|
When
the Body Attacks Itself
By Anne Underwood
Newsweek
Tuesday, December 2, 2003; 2:13 PM
The immune system is a thing of beauty--subtle enough to
distinguish dangerous invaders like viruses from benign
interlopers such as food; clever enough to recognize when the
body's supposedly friendly cells turn cancerous and should be
eliminated. But the immune system can also go seriously
awry. When it begins mauling healthy tissues, the result can
be any one of 80 autoimmune diseases such as lupus or
rheumatoid arthritis. "It's the price we pay for
having such a dynamic, finely balanced system," says
immunobiologist Jeffrey Bluestone, director of the Immune
Tolerance Network at the University of California, San
Francisco.
Must we limit ourselves to treating the symptoms of these
disorders, or could we modulate the immune system itself?
Immunologist Marc Feldmann and rheumatologist Ravinder Maini
of Imperial College London posed that very question in the
mid-1980s. Doctors scoffed. But three drugs for rheumatoid
arthritis emerged from their research, and the same drugs are
also proving useful for conditions like Crohn's disease and
juvenile arthritis. This year Maini and Feldmann won the
Lasker Award for clinical medical research. And some of their
colleagues are talking Nobel Prize.
Drug companies are eager to expand this approach into
therapies for other autoimmune diseases, which have been on
the increase since the 1950s, but have few good treatments
available today. Translating principle into practice
will not be easy, however. The immune system is a vast network
with a bewildering array of warriors--from antibody-making B
cells to various kinds of T cells that can enhance antibody
production, kill virus-infected cells, initiate inflammation
and finally shut down an immune attack. B cells and T cells
also make more than 100 types of helpers called cytokines that
assist in orchestrating every aspect of the immune assault.
Maini and Feldmann zeroed in on one such cytokine called
tumor necrosis factor (TNF). It derives its name from its
ability to kill cancer cells, but in excess it also initiates
the inflammation of rheumatoid arthritis. In a small clinical
trial, they tested an anti-TNF antibody in 20 patients who had
failed to respond to other treatments. Within hours, the
recipients started feeling better. In six weeks, they were
climbing stairs and even golfing. Today there are three TNF
blockers on the market for rheumatoid arthritis--Remicade
(which Maini and Feldmann used), Enbrel and Humira.
But not all patients with rheumatoid arthritis respond to
these costly TNF blockers--nor does anti-TNF therapy hold the
master key to all autoimmune diseases. "There may be some
therapies that are broadly applicable across a wide range of
disorders, and others that are particular to one
disease," says Bluestone.

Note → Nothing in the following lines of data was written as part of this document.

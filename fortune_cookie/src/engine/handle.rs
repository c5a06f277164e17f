//! Cloneable front door to the session engine.

use std::sync::Arc;

use serde::Deserialize;
use tokio::sync::{mpsc, oneshot, watch};

use super::{
    context::EngineContext,
    messages::EngineMessage,
    state::{AuthSnapshot, Input},
};
use crate::{
    api::ProfileUpdate,
    auth::{AuthError, AuthEvent, AuthResult, Provider, RestrictionVerdict, UserId},
    navigation::{self, Destination},
    profile::Profile,
    store::{self, Flag, keys},
};

/// What the OAuth callback did with an authorization code
#[derive(Debug, Clone, Copy, PartialEq, Eq)]
pub enum CallbackOutcome {
    /// Session established and handed to the engine
    SignedIn,
    /// This code was already exchanged (double render, reload)
    AlreadyProcessed,
    /// Re-signup cooldown; user sent to the cooldown page
    Restricted,
    /// Banned; user sent to the banned page
    Banned,
}

/// `{id, email}` identity written by older builds
#[derive(Debug, Deserialize)]
struct LegacyIdentity {
    id: UserId,
}

/// Session engine handle for reading state and issuing operations
#[derive(Clone)]
pub struct SessionHandle {
    sender: mpsc::Sender<EngineMessage>,
    snapshot: watch::Receiver<AuthSnapshot>,
    ctx: Arc<EngineContext>,
}

impl SessionHandle {
    pub(crate) fn new(
        sender: mpsc::Sender<EngineMessage>,
        snapshot: watch::Receiver<AuthSnapshot>,
        ctx: Arc<EngineContext>,
    ) -> Self {
        Self {
            sender,
            snapshot,
            ctx,
        }
    }

    /// Current `{user, is_logged_in, is_loading}`
    pub fn snapshot(&self) -> AuthSnapshot {
        self.snapshot.borrow().clone()
    }

    /// Receiver notified on every snapshot change
    pub fn subscribe(&self) -> watch::Receiver<AuthSnapshot> {
        self.snapshot.clone()
    }

    /// Wait until the snapshot satisfies `predicate`
    ///
    /// # Errors
    ///
    /// Returns [`AuthError::EngineClosed`] if the engine stops first
    pub async fn wait_for<P>(&self, mut predicate: P) -> AuthResult<AuthSnapshot>
    where
        P: FnMut(&AuthSnapshot) -> bool,
    {
        let mut receiver = self.snapshot.clone();
        let snapshot = receiver
            .wait_for(|s| predicate(s))
            .await
            .map_err(|_| AuthError::EngineClosed)?;
        Ok(snapshot.clone())
    }

    /// Wait for the initial session to be resolved
    pub async fn wait_until_loaded(&self) -> AuthResult<AuthSnapshot> {
        self.wait_for(|s| !s.is_loading).await
    }

    /// Begin an OAuth login
    ///
    /// # Arguments
    ///
    /// * `provider` - Provider name, `"google"` or `"kakao"`
    ///
    /// # Returns
    ///
    /// * `AuthResult<String>` - Authorization URL the user must visit
    ///
    /// # Errors
    ///
    /// Returns [`AuthError::UnsupportedProvider`] for any other name, or the
    /// session store's error if the flow could not start
    pub async fn login(&self, provider: &str) -> AuthResult<String> {
        let provider: Provider = provider.parse()?;
        let url = self.ctx.sessions.sign_in_with_oauth(provider).await?;
        log::info!("OAuth login started with {}", provider);
        Ok(url)
    }

    /// Finish an OAuth redirect: exchange the code and run the restriction
    /// check before the engine ever sees the session.
    ///
    /// A code already exchanged on this device is ignored.
    ///
    /// # Errors
    ///
    /// Returns the session store's error when the exchange fails
    pub async fn complete_oauth_callback(&self, code: &str) -> AuthResult<CallbackOutcome> {
        let local = self.ctx.store.as_ref();
        if local.get(keys::OAUTH_PROCESSED).as_deref() == Some(code) {
            log::debug!("Authorization code already processed");
            return Ok(CallbackOutcome::AlreadyProcessed);
        }
        local.set(keys::OAUTH_PROCESSED, code)?;

        let session = match self.ctx.sessions.exchange_code(code).await {
            Ok(session) => session,
            Err(e) => {
                log::warn!("Authorization code exchange failed: {}", e);
                if let Err(e) = local.remove(keys::OAUTH_PROCESSED) {
                    log::warn!("Failed to reset callback marker: {}", e);
                }
                return Err(e);
            }
        };

        let verdict = match self
            .ctx
            .api
            .check_login_status(session.user_id(), session.email())
            .await
        {
            Ok(status) => {
                if let Err(e) = store::set_json(local, keys::AUTH_CHECK_RESULT, &status) {
                    log::warn!("Failed to record login status: {}", e);
                }
                RestrictionVerdict::from(&status)
            }
            Err(e) => {
                log::warn!("Callback login status check failed: {}", e);
                RestrictionVerdict::from(&e)
            }
        };

        match verdict {
            RestrictionVerdict::Clear => {
                store::mark_login_checked(local, session.user_id())?;
                self.send(EngineMessage::Event(AuthEvent::signed_in(session)))
                    .await?;
                Ok(CallbackOutcome::SignedIn)
            }
            RestrictionVerdict::Unavailable => {
                // No marker: the engine runs its own check
                self.send(EngineMessage::Event(AuthEvent::signed_in(session)))
                    .await?;
                Ok(CallbackOutcome::SignedIn)
            }
            RestrictionVerdict::Restricted => {
                local.set(Flag::CooldownRedirect.key(), "true")?;
                self.sign_out_quietly().await;
                self.redirect(Destination::Cooldown);
                Ok(CallbackOutcome::Restricted)
            }
            RestrictionVerdict::Banned => {
                self.sign_out_quietly().await;
                self.redirect(Destination::Banned);
                Ok(CallbackOutcome::Banned)
            }
        }
    }

    /// Log out: local state is cleared and the user redirected before this
    /// returns; backend logout and provider sign-out finish in the background.
    pub async fn logout(&self) -> AuthResult<()> {
        self.apply(Input::LogoutRequested).await
    }

    /// Delete the account of the current user
    ///
    /// The deletion guard stays raised on success so the provider's
    /// SIGNED_OUT cannot redirect over the entry page; the next sign-in
    /// lowers it.
    ///
    /// # Errors
    ///
    /// - [`AuthError::MissingUserId`] if no user id can be resolved
    /// - The backend error if deletion fails; the guard is lowered again
    pub async fn delete_account(&self) -> AuthResult<()> {
        let user_id = self.resolve_user_id().ok_or(AuthError::MissingUserId)?;
        let local = self.ctx.store.as_ref();
        local.set(Flag::AccountDeletion.key(), "true")?;

        if let Err(e) = self.ctx.api.delete_account(Some(&user_id)).await {
            log::error!("Account deletion for {} failed: {}", user_id, e);
            if let Err(e) = local.remove(Flag::AccountDeletion.key()) {
                log::warn!("Failed to lower deletion guard: {}", e);
            }
            return Err(e.into());
        }

        match self.ctx.sessions.sign_out().await {
            Ok(()) => {}
            Err(AuthError::Forbidden) => {
                log::debug!("Provider refused sign-out of deleted user, ignoring");
            }
            Err(e) => log::warn!("Provider sign-out after deletion failed: {}", e),
        }

        log::info!("Account {} deleted", user_id);
        self.apply(Input::DeletionCompleted).await
    }

    /// Set the user's school and refresh the engine's view
    ///
    /// # Errors
    ///
    /// Returns the backend error; the engine state is left unchanged
    pub async fn update_school(&self, school: &str) -> AuthResult<Profile> {
        let update = ProfileUpdate {
            school: Some(school.trim().to_string()),
        };
        let profile = self.ctx.api.update_profile(&update).await?;
        self.apply(Input::ProfileUpdated(profile.clone())).await?;
        Ok(profile)
    }

    /// User id from the engine, else the legacy stored identity
    fn resolve_user_id(&self) -> Option<UserId> {
        if let Some(user) = self.snapshot.borrow().user.as_ref() {
            return Some(user.id.clone());
        }
        store::get_json::<LegacyIdentity>(self.ctx.store.as_ref(), keys::AUTH_BACKEND_USER)
            .map(|legacy| legacy.id)
            .filter(|id| !id.is_empty())
    }

    async fn sign_out_quietly(&self) {
        if let Err(e) = self.ctx.sessions.sign_out().await {
            log::warn!("Provider sign-out failed: {}", e);
        }
    }

    fn redirect(&self, destination: Destination) {
        navigation::redirect(self.ctx.navigator.as_ref(), &self.ctx.routes, destination);
    }

    async fn apply(&self, input: Input) -> AuthResult<()> {
        let (response, done) = oneshot::channel();
        self.send(EngineMessage::ApplyAndAck { input, response })
            .await?;
        done.await.map_err(|_| AuthError::EngineClosed)
    }

    async fn send(&self, message: EngineMessage) -> AuthResult<()> {
        self.sender
            .send(message)
            .await
            .map_err(|_| AuthError::EngineClosed)
    }
}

So doctors are targeting other
immune---system components, like B cells and T cells, in an
attempt to tame various autoimmune problems.

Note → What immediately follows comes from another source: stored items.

//! In-memory fakes shared by the integration tests.

#![allow(dead_code)]

use async_trait::async_trait;
use fortune_cookie::{
    api::{AccessDecision, ApiError, ApiResult, BackendApi, ProfileUpdate},
    auth::{AuthError, AuthEvent, AuthEventKind, AuthResult, LoginStatus, Provider, Session, SessionStore, SessionUser},
    db::{ProfileStore, RepositoryResult},
    navigation::Navigator,
    profile::{Profile, ProfileStatus},
};
use std::{
    sync::{
        Arc, Mutex,
        atomic::{AtomicBool, AtomicUsize, Ordering},
    },
    time::Duration,
};
use tokio::sync::broadcast;

// ============================================================================
// Builders
// ============================================================================

pub fn session(id: &str, email: &str) -> Session {
    Session {
        user: SessionUser {
            id: id.to_string(),
            email: Some(email.to_string()),
            nickname: Some("쿠키".to_string()),
        },
        access_token: format!("access-{id}"),
        refresh_token: format!("refresh-{id}"),
        expires_at: None,
    }
}

pub fn profile(id: &str, email: &str, school: Option<&str>) -> Profile {
    Profile {
        id: id.to_string(),
        email: Some(email.to_string()),
        nickname: Some("쿠키".to_string()),
        status: ProfileStatus::Active,
        school: school.map(str::to_string),
        is_admin: false,
        created_at: None,
    }
}

/// Poll `condition` until it holds, failing after two seconds
pub async fn eventually<F>(what: &str, condition: F)
where
    F: Fn() -> bool,
{
    for _ in 0..200 {
        if condition() {
            return;
        }
        tokio::time::sleep(Duration::from_millis(10)).await;
    }
    panic!("timed out waiting for: {what}");
}

// ============================================================================
// Backend
// ============================================================================

pub struct FakeBackend {
    pub login_status: Mutex<ApiResult<LoginStatus>>,
    pub profile: Mutex<ApiResult<Profile>>,
    pub profile_delay: Mutex<Duration>,
    pub full_access: Mutex<ApiResult<AccessDecision>>,
    pub full_access_delay: Mutex<Duration>,
    pub admin_check: Mutex<ApiResult<Profile>>,
    pub delete_result: Mutex<ApiResult<()>>,

    pub login_status_calls: AtomicUsize,
    pub profile_calls: AtomicUsize,
    pub full_access_calls: AtomicUsize,
    pub logout_calls: AtomicUsize,
    pub deleted_ids: Mutex<Vec<Option<String>>>,
    pub updates: Mutex<Vec<ProfileUpdate>>,
}

impl FakeBackend {
    /// Clear login, profile with a school, full access
    pub fn new(profile: Profile) -> Self {
        Self {
            login_status: Mutex::new(Ok(LoginStatus {
                is_restricted: Some(false),
                status: Some("active".to_string()),
            })),
            admin_check: Mutex::new(Ok(profile.clone())),
            profile: Mutex::new(Ok(profile)),
            profile_delay: Mutex::new(Duration::ZERO),
            full_access: Mutex::new(Ok(AccessDecision {
                can_access: true,
                can_use: true,
                reason: None,
                next_available_at: None,
            })),
            full_access_delay: Mutex::new(Duration::ZERO),
            delete_result: Mutex::new(Ok(())),
            login_status_calls: AtomicUsize::new(0),
            profile_calls: AtomicUsize::new(0),
            full_access_calls: AtomicUsize::new(0),
            logout_calls: AtomicUsize::new(0),
            deleted_ids: Mutex::new(Vec::new()),
            updates: Mutex::new(Vec::new()),
        }
    }

    pub fn set_login_status(&self, status: ApiResult<LoginStatus>) {
        *self.login_status.lock().unwrap() = status;
    }

    pub fn set_profile(&self, profile: ApiResult<Profile>) {
        *self.profile.lock().unwrap() = profile;
    }

    pub fn set_profile_delay(&self, delay: Duration) {
        *self.profile_delay.lock().unwrap() = delay;
    }

    pub fn set_full_access(&self, decision: ApiResult<AccessDecision>) {
        *self.full_access.lock().unwrap() = decision;
    }

    pub fn set_full_access_delay(&self, delay: Duration) {
        *self.full_access_delay.lock().unwrap() = delay;
    }

    pub fn calls(counter: &AtomicUsize) -> usize {
        counter.load(Ordering::SeqCst)
    }
}

#[async_trait]
impl BackendApi for FakeBackend {
    async fn check_login_status(&self, _user_id: &str, _email: Option<&str>) -> ApiResult<LoginStatus> {
        self.login_status_calls.fetch_add(1, Ordering::SeqCst);
        self.login_status.lock().unwrap().clone()
    }

    async fn fetch_profile(&self) -> ApiResult<Profile> {
        self.profile_calls.fetch_add(1, Ordering::SeqCst);
        let delay = *self.profile_delay.lock().unwrap();
        if !delay.is_zero() {
            tokio::time::sleep(delay).await;
        }
        self.profile.lock().unwrap().clone()
    }

    async fn update_profile(&self, update: &ProfileUpdate) -> ApiResult<Profile> {
        self.updates.lock().unwrap().push(update.clone());
        let mut profile = self.profile.lock().unwrap().clone()?;
        profile.school = update.school.clone();
        Ok(profile)
    }

    async fn logout(&self) -> ApiResult<()> {
        self.logout_calls.fetch_add(1, Ordering::SeqCst);
        Ok(())
    }

    async fn delete_account(&self, user_id: Option<&str>) -> ApiResult<()> {
        self.deleted_ids
            .lock()
            .unwrap()
            .push(user_id.map(str::to_string));
        self.delete_result.lock().unwrap().clone()
    }

    async fn check_full_access(&self) -> ApiResult<AccessDecision> {
        self.full_access_calls.fetch_add(1, Ordering::SeqCst);
        let delay = *self.full_access_delay.lock().unwrap();
        if !delay.is_zero() {
            tokio::time::sleep(delay).await;
        }
        self.full_access.lock().unwrap().clone()
    }

    async fn check_access(&self) -> ApiResult<Profile> {
        self.admin_check.lock().unwrap().clone()
    }
}

pub fn transport_error() -> ApiError {
    ApiError::Transport("connection refused".to_string())
}

// ============================================================================
// Session store
// ============================================================================

#[derive(Clone, Copy, Debug, PartialEq, Eq)]
pub enum RefreshBehaviour {
    Succeed,
    Transient,
    Reject,
}

pub struct FakeSessionStore {
    session: Mutex<Option<Session>>,
    exchange_session: Mutex<Option<Session>>,
    events: broadcast::Sender<AuthEvent>,
    refresh: Mutex<RefreshBehaviour>,
    pub forbid_sign_out: AtomicBool,
    pub refresh_calls: AtomicUsize,
    pub sign_out_calls: AtomicUsize,
    pub exchange_calls: AtomicUsize,
}

impl FakeSessionStore {
    pub fn new() -> Self {
        let (events, _) = broadcast::channel(32);
        Self {
            session: Mutex::new(None),
            exchange_session: Mutex::new(None),
            events,
            refresh: Mutex::new(RefreshBehaviour::Succeed),
            forbid_sign_out: AtomicBool::new(false),
            refresh_calls: AtomicUsize::new(0),
            sign_out_calls: AtomicUsize::new(0),
            exchange_calls: AtomicUsize::new(0),
        }
    }

    pub fn with_session(session: Session) -> Self {
        let store = Self::new();
        *store.session.lock().unwrap() = Some(session);
        store
    }

    /// Session handed out by the next code exchange
    pub fn prepare_exchange(&self, session: Session) {
        *self.exchange_session.lock().unwrap() = Some(session);
    }

    pub fn set_refresh(&self, behaviour: RefreshBehaviour) {
        *self.refresh.lock().unwrap() = behaviour;
    }

    /// Provider-side sign-in
    pub fn sign_in(&self, session: Session) {
        *self.session.lock().unwrap() = Some(session.clone());
        let _ = self.events.send(AuthEvent::signed_in(session));
    }

    /// Provider-side SIGNED_OUT without clearing anything
    pub fn emit_signed_out(&self) {
        let _ = self.events.send(AuthEvent::signed_out());
    }

    pub fn calls(counter: &AtomicUsize) -> usize {
        counter.load(Ordering::SeqCst)
    }
}

#[async_trait]
impl SessionStore for FakeSessionStore {
    async fn current_session(&self) -> Option<Session> {
        self.session.lock().unwrap().clone()
    }

    fn subscribe(&self) -> broadcast::Receiver<AuthEvent> {
        self.events.subscribe()
    }

    async fn sign_in_with_oauth(&self, provider: Provider) -> AuthResult<String> {
        Ok(format!("https://auth.test/authorize?provider={provider}"))
    }

    async fn exchange_code(&self, _code: &str) -> AuthResult<Session> {
        self.exchange_calls.fetch_add(1, Ordering::SeqCst);
        let session = self
            .exchange_session
            .lock()
            .unwrap()
            .clone()
            .ok_or(AuthError::Provider {
                status: 400,
                message: "invalid grant".to_string(),
            })?;
        *self.session.lock().unwrap() = Some(session.clone());
        Ok(session)
    }

    async fn refresh_session(&self) -> AuthResult<Session> {
        self.refresh_calls.fetch_add(1, Ordering::SeqCst);
        let behaviour = *self.refresh.lock().unwrap();
        match behaviour {
            RefreshBehaviour::Succeed => {
                let session = self.session.lock().unwrap().clone().ok_or(AuthError::NoSession)?;
                let _ = self.events.send(AuthEvent::new(
                    AuthEventKind::TokenRefreshed,
                    Some(session.clone()),
                ));
                Ok(session)
            }
            RefreshBehaviour::Transient => Err(AuthError::Transport("timeout".to_string())),
            RefreshBehaviour::Reject => Err(AuthError::InvalidRefreshToken),
        }
    }

    async fn sign_out(&self) -> AuthResult<()> {
        self.sign_out_calls.fetch_add(1, Ordering::SeqCst);
        *self.session.lock().unwrap() = None;
        let _ = self.events.send(AuthEvent::signed_out());
        if self.forbid_sign_out.load(Ordering::SeqCst) {
            return Err(AuthError::Forbidden);
        }
        Ok(())
    }
}

// ============================================================================
// Profile store
// ============================================================================

#[derive(Default)]
pub struct FakeProfileStore {
    pub profile: Mutex<Option<Profile>>,
    pub exists: AtomicBool,
    pub exists_delay: Mutex<Duration>,
    pub find_calls: AtomicUsize,
    pub insert_calls: AtomicUsize,
    pub touch_calls: AtomicUsize,
}

impl FakeProfileStore {
    pub fn upserts(&self) -> usize {
        self.insert_calls.load(Ordering::SeqCst) + self.touch_calls.load(Ordering::SeqCst)
    }
}

#[async_trait]
impl ProfileStore for FakeProfileStore {
    async fn find_profile(&self, _user_id: &str) -> RepositoryResult<Option<Profile>> {
        self.find_calls.fetch_add(1, Ordering::SeqCst);
        Ok(self.profile.lock().unwrap().clone())
    }

    async fn user_exists(&self, _user_id: &str) -> RepositoryResult<bool> {
        let delay = *self.exists_delay.lock().unwrap();
        if !delay.is_zero() {
            tokio::time::sleep(delay).await;
        }
        Ok(self.exists.load(Ordering::SeqCst))
    }

    async fn insert_user(&self, _user: &SessionUser) -> RepositoryResult<()> {
        self.insert_calls.fetch_add(1, Ordering::SeqCst);
        self.exists.store(true, Ordering::SeqCst);
        Ok(())
    }

    async fn touch_last_login(&self, _user_id: &str) -> RepositoryResult<()> {
        self.touch_calls.fetch_add(1, Ordering::SeqCst);
        Ok(())
    }
}

// ============================================================================
// Navigator
// ============================================================================

pub struct RecordingNavigator {
    path: Mutex<String>,
    visits: Mutex<Vec<String>>,
}

impl RecordingNavigator {
    pub fn at(path: &str) -> Self {
        Self {
            path: Mutex::new(path.to_string()),
            visits: Mutex::new(Vec::new()),
        }
    }

    pub fn visits(&self) -> Vec<String> {
        self.visits.lock().unwrap().clone()
    }
}

impl Navigator for RecordingNavigator {
    fn current_path(&self) -> String {
        self.path.lock().unwrap().clone()
    }

    fn navigate(&self, path: &str) {
        *self.path.lock().unwrap() = path.to_string();
        self.visits.lock().unwrap().push(path.to_string());
    }
}

pub fn shared<T>(value: T) -> Arc<T> {
    Arc::new(value)
}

Genentech's drug Rituxan, a bioengineered antibody against B
cells, is now in early trials for lupus, the most challenging
of all autoimmune diseases because it affects not just one
type of tissue, but organs throughout the body.
Muzzling the immune system's pit bulls is only one approach
to treating immune disorders. Another--in theory at least--is
to boost the components of the immune system that naturally
rein in attacks. Last month immunologist Nathan Karin
at the Technion-Israel Institute of Technology in Haifa
published a paper showing that the immune system makes its own
anti-TNF antibodies--but only when it's also producing a lot
of TNF. Karin detected antibodies in patients with rheumatoid
arthritis, but not osteoarthritis (a degenerative disease),
nor in normal, healthy people. "If we could harness
these antibodies," he says, "we might be able to
teach the body to amplify its own beneficial response."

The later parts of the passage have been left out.